The nation's first rurally focused youth violence prevention center will be located in Robeson County, N.C. "Researchers said the county's ethnic diversity, combined with its above-average rates of poverty and juvenile violence, made it an ideal candidate for the center, which will be funded through a $6.5 million grant from the Centers for Disease Control and Prevention," Mike Hixenbaugh of The Fayetteville Observer reports. The N.C. Academic Center for Excellence in Youth Violence Prevention will be based in Lumberton and led by researchers from the University of North Carolina at Chapel Hill.
"Our goal, ultimately, is to promote the positive and successful development of middle school adolescents so that they can go on to have bright futures," Paul Smokowski, a professor of social work at UNC-Chapel Hill who will lead the center, told Hixenbaugh. Similar centers in metropolitan areas like Los Angeles, Chicago and Philadelphia were established under the CDC's National Center for Injury Prevention and Control following the 1999 shootings at Columbine High School in Colorado.

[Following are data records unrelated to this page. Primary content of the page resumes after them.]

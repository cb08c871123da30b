use crate::records::LocatePolicy;
use crate::store::RedisSettings;
use crate::vector::VectorEndpoints;
use std::env;
use std::str::FromStr;
use std::sync::OnceLock;
use std::time::Duration;
use thiserror::Error;

/// Errors encountered while loading configuration from environment variables.
#[derive(Debug, Error)]
pub enum ConfigError {
    /// Required environment variable was not provided.
    #[error("Missing environment variable: {0}")]
    MissingVariable(String),
    /// Environment variable contained a value that could not be parsed.
    #[error("Invalid value for environment variable: {0}")]
    InvalidValue(String),
    /// Configuration was initialized twice.
    #[error("Configuration already initialized")]
    AlreadyInitialized,
}

/// Runtime configuration for the edu API server and maintenance tools.
#[derive(Debug, Clone)]
pub struct Config {
    /// Connection settings for the shared Redis instance.
    pub redis: RedisSettings,
    /// Port the HTTP server binds to.
    pub server_port: u16,
    /// Upsert and search endpoints of the vector service.
    pub vector: VectorEndpoints,
    /// Prediction endpoint producing document titles.
    pub name_generator_url: String,
    /// Prediction endpoint producing quiz XML.
    pub quiz_generator_url: String,
    /// Timeout applied to vector service calls.
    pub vector_timeout: Duration,
    /// Timeout applied to name generation calls.
    pub name_timeout: Duration,
    /// Timeout applied to quiz generation calls.
    pub quiz_timeout: Duration,
    /// Lookup policy used after ingesting through the vector service.
    pub locate: LocatePolicy,
    /// Largest accepted multipart upload, in bytes.
    pub max_upload_bytes: usize,
}

impl Config {
    /// Load configuration from environment variables, performing validation along the way.
    pub fn from_env() -> Result<Self, ConfigError> {
        Ok(Self {
            redis: RedisSettings {
                host: load_env_optional("REDIS_HOST").unwrap_or_else(|| "127.0.0.1".into()),
                port: parse_env_or("REDIS_PORT", 6379)?,
                db: parse_env_or("REDIS_DB", 0)?,
                password: load_env_optional("REDIS_PASSWORD"),
            },
            server_port: parse_env_or("SERVER_PORT", 5020)?,
            vector: VectorEndpoints {
                upsert_url: load_env("VECTOR_UPSERT_API_URL")?,
                search_url: load_env("VECTOR_SEARCH_API_URL")?,
            },
            name_generator_url: load_env("NAME_GENERATOR_API_URL")?,
            quiz_generator_url: load_env("QUIZ_GENERATOR_API_URL")?,
            vector_timeout: Duration::from_secs(parse_env_or("VECTOR_TIMEOUT_SECS", 15)?),
            name_timeout: Duration::from_secs(parse_env_or("NAME_TIMEOUT_SECS", 10)?),
            quiz_timeout: Duration::from_secs(parse_env_or("QUIZ_TIMEOUT_SECS", 30)?),
            locate: LocatePolicy {
                attempts: parse_env_or("LOCATE_ATTEMPTS", 5)?,
                delay: Duration::from_millis(parse_env_or("LOCATE_DELAY_MS", 1000)?),
            },
            max_upload_bytes: parse_env_or::<usize>("MAX_UPLOAD_MB", 50)?
                .saturating_mul(1024 * 1024),
        })
    }
}

fn load_env(key: &str) -> Result<String, ConfigError> {
    load_env_optional(key).ok_or_else(|| ConfigError::MissingVariable(key.to_string()))
}

fn load_env_optional(key: &str) -> Option<String> {
    env::var(key).ok().filter(|value| !value.trim().is_empty())
}

fn parse_env_or<T: FromStr>(key: &str, default: T) -> Result<T, ConfigError> {
    load_env_optional(key)
        .map(|value| {
            value
                .trim()
                .parse()
                .map_err(|_| ConfigError::InvalidValue(key.to_string()))
        })
        .transpose()
        .map(|parsed| parsed.unwrap_or(default))
}

/// Global configuration cache populated during process start.
pub static CONFIG: OnceLock<Config> = OnceLock::new();

/// Retrieve the loaded configuration, panicking if initialization has not occurred.
pub fn get_config() -> &'static Config {
    CONFIG.get().expect("Config not initialized")
}

/// Load configuration from the environment (and `.env`) and install it in the global cache.
pub fn init_config() -> Result<&'static Config, ConfigError> {
    dotenvy::dotenv().ok();
    let config = Config::from_env()?;
    tracing::debug!(
        redis = %config.redis.address(),
        db = config.redis.db,
        server_port = config.server_port,
        vector_upsert = %config.vector.upsert_url,
        "Loaded configuration"
    );
    CONFIG
        .set(config)
        .map_err(|_| ConfigError::AlreadyInitialized)?;
    Ok(get_config())
}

Robeson County is "regarded as one of the nation's most ethnically diverse rural communities, with more than 68 percent of its 129,000 residents being American Indian, black or Hispanic," Hixenbaugh writes. The N.C. Department of Juvenile Justice and Delinquency Prevention reports the county's youth death rate of 124 per 100,000 was more than twice the state average between 2004 and 2008. "This project will enable us to develop a deeper understanding of youth violence," Mark Legerton, a partner in the federal project, told Hixenbaugh. "And it will allow us to implement interventions that can be assessed so that we can develop successful ways to prevent and reduce youth violence." (Read more)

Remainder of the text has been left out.